(Items listed in a dataset)
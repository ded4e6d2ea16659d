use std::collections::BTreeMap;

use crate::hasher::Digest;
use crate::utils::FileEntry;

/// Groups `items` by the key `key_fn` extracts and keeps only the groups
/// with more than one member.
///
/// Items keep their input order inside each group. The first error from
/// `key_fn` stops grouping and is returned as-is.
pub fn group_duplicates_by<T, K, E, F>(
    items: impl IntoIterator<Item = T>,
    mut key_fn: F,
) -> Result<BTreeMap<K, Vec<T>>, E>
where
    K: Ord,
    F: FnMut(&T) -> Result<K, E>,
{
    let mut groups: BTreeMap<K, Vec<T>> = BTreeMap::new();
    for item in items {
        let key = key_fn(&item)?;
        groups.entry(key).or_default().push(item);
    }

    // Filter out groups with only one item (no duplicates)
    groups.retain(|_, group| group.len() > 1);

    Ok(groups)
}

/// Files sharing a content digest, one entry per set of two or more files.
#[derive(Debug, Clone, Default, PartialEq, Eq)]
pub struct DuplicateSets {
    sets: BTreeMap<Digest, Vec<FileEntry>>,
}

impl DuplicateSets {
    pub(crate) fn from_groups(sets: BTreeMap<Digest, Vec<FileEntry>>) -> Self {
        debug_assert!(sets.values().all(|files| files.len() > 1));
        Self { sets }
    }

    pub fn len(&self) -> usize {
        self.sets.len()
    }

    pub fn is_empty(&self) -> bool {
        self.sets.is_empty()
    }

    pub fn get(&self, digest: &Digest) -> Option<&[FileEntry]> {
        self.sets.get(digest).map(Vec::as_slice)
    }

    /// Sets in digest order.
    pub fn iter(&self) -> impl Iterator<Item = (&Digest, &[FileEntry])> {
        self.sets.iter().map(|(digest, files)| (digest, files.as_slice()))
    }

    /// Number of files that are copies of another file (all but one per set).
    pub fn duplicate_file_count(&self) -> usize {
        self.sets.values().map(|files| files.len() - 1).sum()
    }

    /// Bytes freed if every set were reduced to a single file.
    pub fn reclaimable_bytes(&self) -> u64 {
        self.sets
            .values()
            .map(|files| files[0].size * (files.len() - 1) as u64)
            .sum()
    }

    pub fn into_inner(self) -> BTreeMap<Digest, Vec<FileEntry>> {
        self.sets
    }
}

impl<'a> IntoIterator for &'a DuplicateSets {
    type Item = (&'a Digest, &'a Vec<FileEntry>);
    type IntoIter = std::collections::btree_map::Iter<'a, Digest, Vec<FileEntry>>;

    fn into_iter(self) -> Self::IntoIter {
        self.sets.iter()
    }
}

==

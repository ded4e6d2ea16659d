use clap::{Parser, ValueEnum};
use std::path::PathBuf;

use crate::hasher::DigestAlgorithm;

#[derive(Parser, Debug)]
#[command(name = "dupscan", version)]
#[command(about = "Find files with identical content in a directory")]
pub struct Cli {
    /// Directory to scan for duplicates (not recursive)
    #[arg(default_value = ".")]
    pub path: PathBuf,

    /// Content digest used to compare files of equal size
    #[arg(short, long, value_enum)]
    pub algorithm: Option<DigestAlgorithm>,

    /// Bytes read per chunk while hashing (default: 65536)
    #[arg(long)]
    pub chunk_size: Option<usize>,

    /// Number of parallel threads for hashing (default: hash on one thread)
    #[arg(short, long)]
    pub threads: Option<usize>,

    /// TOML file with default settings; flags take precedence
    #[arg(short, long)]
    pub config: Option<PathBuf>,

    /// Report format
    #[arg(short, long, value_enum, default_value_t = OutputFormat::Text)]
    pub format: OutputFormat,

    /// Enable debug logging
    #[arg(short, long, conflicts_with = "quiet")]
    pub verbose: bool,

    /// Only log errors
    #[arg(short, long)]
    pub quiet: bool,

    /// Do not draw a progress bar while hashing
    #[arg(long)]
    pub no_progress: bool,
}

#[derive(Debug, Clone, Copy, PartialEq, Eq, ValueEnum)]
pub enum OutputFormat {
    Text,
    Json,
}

==

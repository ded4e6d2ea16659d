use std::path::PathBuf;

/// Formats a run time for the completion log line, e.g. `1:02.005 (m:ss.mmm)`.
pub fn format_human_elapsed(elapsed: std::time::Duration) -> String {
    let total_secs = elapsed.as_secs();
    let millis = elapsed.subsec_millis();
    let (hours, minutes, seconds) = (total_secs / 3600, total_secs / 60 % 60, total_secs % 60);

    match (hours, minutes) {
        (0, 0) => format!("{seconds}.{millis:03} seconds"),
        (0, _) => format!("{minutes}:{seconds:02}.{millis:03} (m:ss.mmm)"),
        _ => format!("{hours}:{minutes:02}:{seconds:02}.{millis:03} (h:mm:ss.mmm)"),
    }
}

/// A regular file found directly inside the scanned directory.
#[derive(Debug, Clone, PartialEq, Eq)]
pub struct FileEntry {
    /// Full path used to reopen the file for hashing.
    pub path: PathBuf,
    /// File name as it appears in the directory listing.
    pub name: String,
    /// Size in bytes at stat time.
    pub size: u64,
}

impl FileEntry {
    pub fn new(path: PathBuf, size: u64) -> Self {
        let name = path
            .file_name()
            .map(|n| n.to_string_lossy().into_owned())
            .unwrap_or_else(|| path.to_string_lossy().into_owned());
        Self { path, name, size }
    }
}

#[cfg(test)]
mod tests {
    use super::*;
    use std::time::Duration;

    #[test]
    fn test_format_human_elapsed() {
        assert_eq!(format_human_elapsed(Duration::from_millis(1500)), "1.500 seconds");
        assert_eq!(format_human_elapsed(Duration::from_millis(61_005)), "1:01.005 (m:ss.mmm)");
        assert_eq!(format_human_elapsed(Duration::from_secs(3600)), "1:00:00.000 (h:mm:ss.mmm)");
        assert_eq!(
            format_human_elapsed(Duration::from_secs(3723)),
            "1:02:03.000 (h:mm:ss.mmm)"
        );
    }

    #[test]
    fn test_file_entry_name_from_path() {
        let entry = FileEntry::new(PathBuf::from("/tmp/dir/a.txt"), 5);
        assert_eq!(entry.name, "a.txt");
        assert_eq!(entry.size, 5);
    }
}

=== The task ===
List all lines from the entries that include the word "DuplicateSets".

=== Solution for this task ===
pub struct DuplicateSets {
impl DuplicateSets {
impl<'a> IntoIterator for &'a DuplicateSets {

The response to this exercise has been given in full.